TRY IT. Look over the entries below. Report how many lines hold the word "TransitionTicket", and only that.

[Stored items]
== Segment start ==
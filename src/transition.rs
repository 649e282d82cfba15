//! Ticketed timed overlays.
//!
//! A transition is started, a timer is armed elsewhere, and when the timer
//! fires it hands its ticket back. Only the ticket of the most recent start
//! may finish the transition, so a timer left over from an earlier start is
//! ignored.

/// Identifies one start of a [`Transition`]
#[derive(Debug, Clone, Copy, PartialEq, Eq, Hash)]
pub struct TransitionTicket(u64);

#[derive(Debug, Default, Clone)]
pub struct Transition {
    active: Option<TransitionTicket>,
    issued: u64,
}

impl Transition {
    pub fn new() -> Self {
        Self::default()
    }

    /// Start (or restart) the transition and return the ticket that ends it
    pub fn start(&mut self) -> TransitionTicket {
        self.issued += 1;
        let ticket = TransitionTicket(self.issued);
        self.active = Some(ticket);
        ticket
    }

    /// Finish the transition if `ticket` is the current one.
    /// Returns true when the overlay was cleared by this call.
    pub fn finish(&mut self, ticket: TransitionTicket) -> bool {
        if self.active == Some(ticket) {
            self.active = None;
            true
        } else {
            false
        }
    }

    /// Drop the overlay regardless of outstanding tickets
    pub fn cancel(&mut self) {
        self.active = None;
    }

    pub fn is_active(&self) -> bool {
        self.active.is_some()
    }
}
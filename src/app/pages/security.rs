//! Camera monitoring page.

use dioxus::prelude::*;

use crate::app::components::ToggleInput;
use crate::app::panels_context::use_panels;

#[component]
pub fn Security() -> Element {
    let panels = use_panels();
    let mut security = panels.security;

    let panel = security.read();
    let system_on = panel.system_on();
    let active = panel.active_count();
    let cameras: Vec<(String, String, bool, bool)> = panel
        .cameras()
        .iter()
        .map(|c| {
            (
                c.id.clone(),
                c.label.clone(),
                panel.is_camera_active(&c.id),
                c.recognition_enabled,
            )
        })
        .collect();
    drop(panel);

    rsx! {
        section { class: "card",
            ToggleInput {
                label: "Sistema de seguridad".to_string(),
                description: format!("{} cámaras activas", active),
                checked: system_on,
                on_change: move |on| security.write().set_system(on),
            }
        }

        div { class: "grid",
            for (id, label, is_active, recognition) in cameras {
                CameraCard {
                    key: "{id}",
                    id: id.clone(),
                    label,
                    is_active,
                    recognition,
                    system_on,
                }
            }
        }
    }
}

#[component]
fn CameraCard(
    id: String,
    label: String,
    is_active: bool,
    recognition: bool,
    system_on: bool,
) -> Element {
    let mut security = use_panels().security;
    let class = if is_active { "card camera live" } else { "card camera" };
    let description = if recognition {
        "Reconocimiento facial".to_string()
    } else {
        String::new()
    };

    rsx! {
        div { class: "{class}",
            div { class: "camera-feed",
                if is_active {
                    span { class: "live-dot", "● EN VIVO" }
                } else {
                    span { class: "text-muted", "Sin señal" }
                }
            }
            ToggleInput {
                label,
                description,
                checked: is_active,
                disabled: !system_on,
                on_change: move |_| {
                    security.write().toggle_camera(&id);
                },
            }
        }
    }
}
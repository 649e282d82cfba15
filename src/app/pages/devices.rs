//! Device management page: filters, toggles and the energy estimate.

use dioxus::prelude::*;

use crate::app::components::InlineMessage;
use crate::app::panels_context::use_panels;
use crate::panels::devices::{Device, DeviceKind, StatusFilter};

#[component]
pub fn Devices() -> Element {
    let panels = use_panels();
    let mut devices = panels.devices;
    let mut error = use_signal(|| None::<String>);

    let panel = devices.read();
    let visible: Vec<Device> = panel.visible().into_iter().cloned().collect();
    let kinds = panel.kinds();
    let kind_value = panel.kind_filter.map(|k| k.as_str()).unwrap_or("Todos");
    let status_value = panel.status_filter.label();
    let energy = panel.energy.clone();
    drop(panel);

    let max_reading = energy.history.iter().copied().max().unwrap_or(1).max(1);
    let daily = format!("${:.2}", energy.daily_cost());
    let monthly = format!("${:.2}", energy.monthly_cost());
    let annual = format!("${:.2}", energy.annual_cost());
    let usage = energy.current_usage();

    rsx! {
        if let Some(message) = error() {
            InlineMessage { message, on_dismiss: move |_| error.set(None) }
        }

        div { class: "filters",
            label {
                "Tipo "
                select {
                    value: "{kind_value}",
                    onchange: move |e| devices.write().kind_filter = DeviceKind::parse(&e.value()),
                    option { value: "Todos", "Todos" }
                    for kind in kinds {
                        option { key: "{kind.as_str()}", value: kind.as_str(), "{kind.as_str()}" }
                    }
                }
            }
            label {
                "Estado "
                select {
                    value: "{status_value}",
                    onchange: move |e| devices.write().status_filter = StatusFilter::parse(&e.value()),
                    for filter in [StatusFilter::All, StatusFilter::On, StatusFilter::Off] {
                        option { key: "{filter.label()}", value: filter.label(), "{filter.label()}" }
                    }
                }
            }
        }

        if visible.is_empty() {
            p { class: "text-muted", "Ningún dispositivo coincide con los filtros" }
        }
        div { class: "grid",
            for device in visible {
                DeviceCard {
                    key: "{device.id}",
                    device,
                    on_error: move |message| error.set(Some(message)),
                }
            }
        }

        section { class: "card",
            h3 { "Consumo de energía" }
            p { class: "stat", "{usage} W" }
            div { class: "bars",
                for (hour, watts) in energy.history.iter().copied().enumerate() {
                    div {
                        key: "{hour}",
                        class: "bar",
                        title: "{watts} W",
                        style: "height: {watts * 100 / max_reading}%",
                    }
                }
            }
            div { class: "row",
                div { small { class: "text-muted", "Diario" } p { "{daily}" } }
                div { small { class: "text-muted", "Mensual" } p { "{monthly}" } }
                div { small { class: "text-muted", "Anual" } p { "{annual}" } }
            }
        }
    }
}

#[component]
fn DeviceCard(device: Device, on_error: EventHandler<String>) -> Element {
    let panels = use_panels();
    let id = device.id;
    let state = if device.on { "Encendido" } else { "Apagado" };
    let class = if device.on { "card device on" } else { "card device" };

    rsx! {
        div { class: "{class}",
            h4 { "{device.name}" }
            p { class: "text-muted", "{device.kind.as_str()} · {device.power}" }
            p { "{state}" }
            input {
                class: "toggle",
                r#type: "checkbox",
                checked: device.on,
                onchange: move |_| {
                    spawn(async move {
                        if let Err(e) = panels.toggle_device(id).await {
                            on_error.call(format!("No se pudo cambiar el dispositivo: {}", e));
                        }
                    });
                },
            }
        }
    }
}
== Segment end ==
EXERCISE SOLUTION. 5